Repeat the entries exactly as they are written.

--

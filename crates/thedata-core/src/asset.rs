//! Named computations ("assets") and the inputs they are evaluated with.
//!
//! An asset is registered here and evaluated by an external orchestration
//! engine. The engine resolves each declared input to the result of the
//! upstream asset and calls [`AssetDefinition::compute`].

use crate::error::{DataError, Result};
use regex::Regex;
use serde::{Deserialize, Serialize};
use serde_json::Value;
use std::collections::BTreeMap;
use std::fmt;
use std::sync::{Arc, OnceLock};

// ---------------------------------------------------------------------------
// AssetKey
// ---------------------------------------------------------------------------

static KEY_RE: OnceLock<Regex> = OnceLock::new();

fn key_re() -> &'static Regex {
    KEY_RE.get_or_init(|| Regex::new(r"^[a-z][a-z0-9_]*$").unwrap())
}

/// Validate a name used for assets, jobs and schedules.
pub fn validate_key(name: &str) -> Result<()> {
    if name.is_empty() || name.len() > 64 || !key_re().is_match(name) {
        return Err(DataError::InvalidKey(name.to_string()));
    }
    Ok(())
}

/// Unique name of an asset.
#[derive(Debug, Clone, PartialEq, Eq, PartialOrd, Ord, Hash, Serialize, Deserialize)]
#[serde(try_from = "String", into = "String")]
pub struct AssetKey(String);

impl AssetKey {
    pub fn new(name: impl Into<String>) -> Result<Self> {
        let name = name.into();
        validate_key(&name)?;
        Ok(Self(name))
    }

    pub fn as_str(&self) -> &str {
        &self.0
    }
}

impl fmt::Display for AssetKey {
    fn fmt(&self, f: &mut fmt::Formatter<'_>) -> fmt::Result {
        f.write_str(&self.0)
    }
}

impl TryFrom<String> for AssetKey {
    type Error = DataError;

    fn try_from(value: String) -> Result<Self> {
        Self::new(value)
    }
}

impl From<AssetKey> for String {
    fn from(key: AssetKey) -> Self {
        key.0
    }
}

// ---------------------------------------------------------------------------
// AssetIn / AssetInputs
// ---------------------------------------------------------------------------

/// Binds a local input name to the upstream asset whose result feeds it.
#[derive(Debug, Clone, PartialEq, Serialize, Deserialize)]
pub struct AssetIn {
    pub name: String,
    pub key: AssetKey,
}

/// Upstream results handed to a compute function, keyed by input name.
#[derive(Debug, Clone)]
pub struct AssetInputs {
    asset: AssetKey,
    values: BTreeMap<String, Value>,
}

impl AssetInputs {
    pub fn new(asset: &AssetKey) -> Self {
        Self {
            asset: asset.clone(),
            values: BTreeMap::new(),
        }
    }

    pub fn with(mut self, name: impl Into<String>, value: Value) -> Self {
        self.values.insert(name.into(), value);
        self
    }

    pub fn get(&self, name: &str) -> Option<&Value> {
        self.values.get(name)
    }

    /// Look up an input, failing with [`DataError::MissingInput`] if absent.
    pub fn require(&self, name: &str) -> Result<&Value> {
        self.values.get(name).ok_or_else(|| DataError::MissingInput {
            asset: self.asset.to_string(),
            input: name.to_string(),
        })
    }

    /// Read a string field of an input object.
    pub fn require_str(&self, name: &str, field: &str) -> Result<&str> {
        self.require(name)?
            .get(field)
            .and_then(Value::as_str)
            .ok_or_else(|| DataError::MalformedInput {
                asset: self.asset.to_string(),
                input: name.to_string(),
                reason: format!("expected string field '{field}'"),
            })
    }
}

// ---------------------------------------------------------------------------
// AssetDefinition
// ---------------------------------------------------------------------------

pub type ComputeFn = Arc<dyn Fn(&AssetInputs) -> Result<Value> + Send + Sync>;

/// A registered computation: key, declared inputs and the function itself.
#[derive(Clone)]
pub struct AssetDefinition {
    pub key: AssetKey,
    pub description: Option<String>,
    pub ins: Vec<AssetIn>,
    compute: ComputeFn,
}

impl AssetDefinition {
    pub fn new<F>(key: AssetKey, compute: F) -> Self
    where
        F: Fn(&AssetInputs) -> Result<Value> + Send + Sync + 'static,
    {
        Self {
            key,
            description: None,
            ins: Vec::new(),
            compute: Arc::new(compute),
        }
    }

    pub fn description(mut self, text: impl Into<String>) -> Self {
        self.description = Some(text.into());
        self
    }

    /// Declare an input named `name` fed by the asset `upstream`.
    pub fn input(mut self, name: impl Into<String>, upstream: AssetKey) -> Self {
        self.ins.push(AssetIn {
            name: name.into(),
            key: upstream,
        });
        self
    }

    /// Keys of the assets this one depends on, in declaration order.
    pub fn dependencies(&self) -> impl Iterator<Item = &AssetKey> {
        self.ins.iter().map(|i| &i.key)
    }

    /// Evaluate the asset. Every declared input must be present.
    pub fn compute(&self, inputs: &AssetInputs) -> Result<Value> {
        for input in &self.ins {
            inputs.require(&input.name)?;
        }
        (self.compute)(inputs)
    }
}

impl fmt::Debug for AssetDefinition {
    fn fmt(&self, f: &mut fmt::Formatter<'_>) -> fmt::Result {
        f.debug_struct("AssetDefinition")
            .field("key", &self.key)
            .field("description", &self.description)
            .field("ins", &self.ins)
            .finish_non_exhaustive()
    }
}

// ---------------------------------------------------------------------------
// Tests
// ---------------------------------------------------------------------------

#[cfg(test)]
mod tests {
    use super::*;
    use serde_json::json;

    fn key(name: &str) -> AssetKey {
        AssetKey::new(name).unwrap()
    }

    #[test]
    fn valid_keys() {
        for name in ["sample_data", "a", "processed_data_2", "x1"] {
            AssetKey::new(name).unwrap_or_else(|_| panic!("expected valid: {name}"));
        }
    }

    #[test]
    fn invalid_keys() {
        for name in ["", "_leading", "1abc", "has space", "UPPER", "a-b"] {
            assert!(AssetKey::new(name).is_err(), "expected invalid: {name}");
        }
        assert!(AssetKey::new("a".repeat(65)).is_err());
    }

    #[test]
    fn key_deserialization_validates() {
        let ok: AssetKey = serde_json::from_str("\"sample_data\"").unwrap();
        assert_eq!(ok.as_str(), "sample_data");
        assert!(serde_json::from_str::<AssetKey>("\"Bad Key\"").is_err());
    }

    #[test]
    fn compute_rejects_missing_declared_input() {
        let asset = AssetDefinition::new(key("derived"), |_| Ok(json!(null)))
            .input("source", key("source"));
        let err = asset.compute(&AssetInputs::new(&asset.key)).unwrap_err();
        assert!(matches!(err, DataError::MissingInput { ref input, .. } if input == "source"));
    }

    #[test]
    fn require_str_reports_malformed_input() {
        let inputs = AssetInputs::new(&key("derived")).with("source", json!({"status": 3}));
        let err = inputs.require_str("source", "status").unwrap_err();
        assert!(matches!(err, DataError::MalformedInput { .. }));
    }

    #[test]
    fn dependencies_follow_declaration_order() {
        let asset = AssetDefinition::new(key("c"), |_| Ok(json!(1)))
            .input("first", key("b"))
            .input("second", key("a"));
        let deps: Vec<&str> = asset.dependencies().map(AssetKey::as_str).collect();
        assert_eq!(deps, vec!["b", "a"]);
    }
}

--

__FINISHED EXERCISE__:
filename crates/thedata-core/src/asset.rs
//! Named computations ("assets") and the inputs they are evaluated with.
//!
//! An asset is registered here and evaluated by an external orchestration
//! engine. The engine resolves each declared input to the result of the
//! upstream asset and calls [`AssetDefinition::compute`].

use crate::error::{DataError, Result};
use regex::Regex;
use serde::{Deserialize, Serialize};
use serde_json::Value;
use std::collections::BTreeMap;
use std::fmt;
use std::sync::{Arc, OnceLock};

// ---------------------------------------------------------------------------
// AssetKey
// ---------------------------------------------------------------------------

static KEY_RE: OnceLock<Regex> = OnceLock::new();

fn key_re() -> &'static Regex {
    KEY_RE.get_or_init(|| Regex::new(r"^[a-z][a-z0-9_]*$").unwrap())
}

/// Validate a name used for assets, jobs and schedules.
pub fn validate_key(name: &str) -> Result<()> {
    if name.is_empty() || name.len() > 64 || !key_re().is_match(name) {
        return Err(DataError::InvalidKey(name.to_string()));
    }
    Ok(())
}

/// Unique name of an asset.
#[derive(Debug, Clone, PartialEq, Eq, PartialOrd, Ord, Hash, Serialize, Deserialize)]
#[serde(try_from = "String", into = "String")]
pub struct AssetKey(String);

impl AssetKey {
    pub fn new(name: impl Into<String>) -> Result<Self> {
        let name = name.into();
        validate_key(&name)?;
        Ok(Self(name))
    }

    pub fn as_str(&self) -> &str {
        &self.0
    }
}

impl fmt::Display for AssetKey {
    fn fmt(&self, f: &mut fmt::Formatter<'_>) -> fmt::Result {
        f.write_str(&self.0)
    }
}

impl TryFrom<String> for AssetKey {
    type Error = DataError;

    fn try_from(value: String) -> Result<Self> {
        Self::new(value)
    }
}

impl From<AssetKey> for String {
    fn from(key: AssetKey) -> Self {
        key.0
    }
}

// ---------------------------------------------------------------------------
// AssetIn / AssetInputs
// ---------------------------------------------------------------------------

/// Binds a local input name to the upstream asset whose result feeds it.
#[derive(Debug, Clone, PartialEq, Serialize, Deserialize)]
pub struct AssetIn {
    pub name: String,
    pub key: AssetKey,
}

/// Upstream results handed to a compute function, keyed by input name.
#[derive(Debug, Clone)]
pub struct AssetInputs {
    asset: AssetKey,
    values: BTreeMap<String, Value>,
}

impl AssetInputs {
    pub fn new(asset: &AssetKey) -> Self {
        Self {
            asset: asset.clone(),
            values: BTreeMap::new(),
        }
    }

    pub fn with(mut self, name: impl Into<String>, value: Value) -> Self {
        self.values.insert(name.into(), value);
        self
    }

    pub fn get(&self, name: &str) -> Option<&Value> {
        self.values.get(name)
    }

    /// Look up an input, failing with [`DataError::MissingInput`] if absent.
    pub fn require(&self, name: &str) -> Result<&Value> {
        self.values.get(name).ok_or_else(|| DataError::MissingInput {
            asset: self.asset.to_string(),
            input: name.to_string(),
        })
    }

    /// Read a string field of an input object.
    pub fn require_str(&self, name: &str, field: &str) -> Result<&str> {
        self.require(name)?
            .get(field)
            .and_then(Value::as_str)
            .ok_or_else(|| DataError::MalformedInput {
                asset: self.asset.to_string(),
                input: name.to_string(),
                reason: format!("expected string field '{field}'"),
            })
    }
}

// ---------------------------------------------------------------------------
// AssetDefinition
// ---------------------------------------------------------------------------

pub type ComputeFn = Arc<dyn Fn(&AssetInputs) -> Result<Value> + Send + Sync>;

/// A registered computation: key, declared inputs and the function itself.
#[derive(Clone)]
pub struct AssetDefinition {
    pub key: AssetKey,
    pub description: Option<String>,
    pub ins: Vec<AssetIn>,
    compute: ComputeFn,
}

impl AssetDefinition {
    pub fn new<F>(key: AssetKey, compute: F) -> Self
    where
        F: Fn(&AssetInputs) -> Result<Value> + Send + Sync + 'static,
    {
        Self {
            key,
            description: None,
            ins: Vec::new(),
            compute: Arc::new(compute),
        }
    }

    pub fn description(mut self, text: impl Into<String>) -> Self {
        self.description = Some(text.into());
        self
    }

    /// Declare an input named `name` fed by the asset `upstream`.
    pub fn input(mut self, name: impl Into<String>, upstream: AssetKey) -> Self {
        self.ins.push(AssetIn {
            name: name.into(),
            key: upstream,
        });
        self
    }

    /// Keys of the assets this one depends on, in declaration order.
    pub fn dependencies(&self) -> impl Iterator<Item = &AssetKey> {
        self.ins.iter().map(|i| &i.key)
    }

    /// Evaluate the asset. Every declared input must be present.
    pub fn compute(&self, inputs: &AssetInputs) -> Result<Value> {
        for input in &self.ins {
            inputs.require(&input.name)?;
        }
        (self.compute)(inputs)
    }
}

impl fmt::Debug for AssetDefinition {
    fn fmt(&self, f: &mut fmt::Formatter<'_>) -> fmt::Result {
        f.debug_struct("AssetDefinition")
            .field("key", &self.key)
            .field("description", &self.description)
            .field("ins", &self.ins)
            .finish_non_exhaustive()
    }
}

// ---------------------------------------------------------------------------
// Tests
// ---------------------------------------------------------------------------

#[cfg(test)]
mod tests {
    use super::*;
    use serde_json::json;

    fn key(name: &str) -> AssetKey {
        AssetKey::new(name).unwrap()
    }

    #[test]
    fn valid_keys() {
        for name in ["sample_data", "a", "processed_data_2", "x1"] {
            AssetKey::new(name).unwrap_or_else(|_| panic!("expected valid: {name}"));
        }
    }

    #[test]
    fn invalid_keys() {
        for name in ["", "_leading", "1abc", "has space", "UPPER", "a-b"] {
            assert!(AssetKey::new(name).is_err(), "expected invalid: {name}");
        }
        assert!(AssetKey::new("a".repeat(65)).is_err());
    }

    #[test]
    fn key_deserialization_validates() {
        let ok: AssetKey = serde_json::from_str("\"sample_data\"").unwrap();
        assert_eq!(ok.as_str(), "sample_data");
        assert!(serde_json::from_str::<AssetKey>("\"Bad Key\"").is_err());
    }

    #[test]
    fn compute_rejects_missing_declared_input() {
        let asset = AssetDefinition::new(key("derived"), |_| Ok(json!(null)))
            .input("source", key("source"));
        let err = asset.compute(&AssetInputs::new(&asset.key)).unwrap_err();
        assert!(matches!(err, DataError::MissingInput { ref input, .. } if input == "source"));
    }

    #[test]
    fn require_str_reports_malformed_input() {
        let inputs = AssetInputs::new(&key("derived")).with("source", json!({"status": 3}));
        let err = inputs.require_str("source", "status").unwrap_err();
        assert!(matches!(err, DataError::MalformedInput { .. }));
    }

    #[test]
    fn dependencies_follow_declaration_order() {
        let asset = AssetDefinition::new(key("c"), |_| Ok(json!(1)))
            .input("first", key("b"))
            .input("second", key("a"));
        let deps: Vec<&str> = asset.dependencies().map(AssetKey::as_str).collect();
        assert_eq!(deps, vec!["b", "a"]);
    }
}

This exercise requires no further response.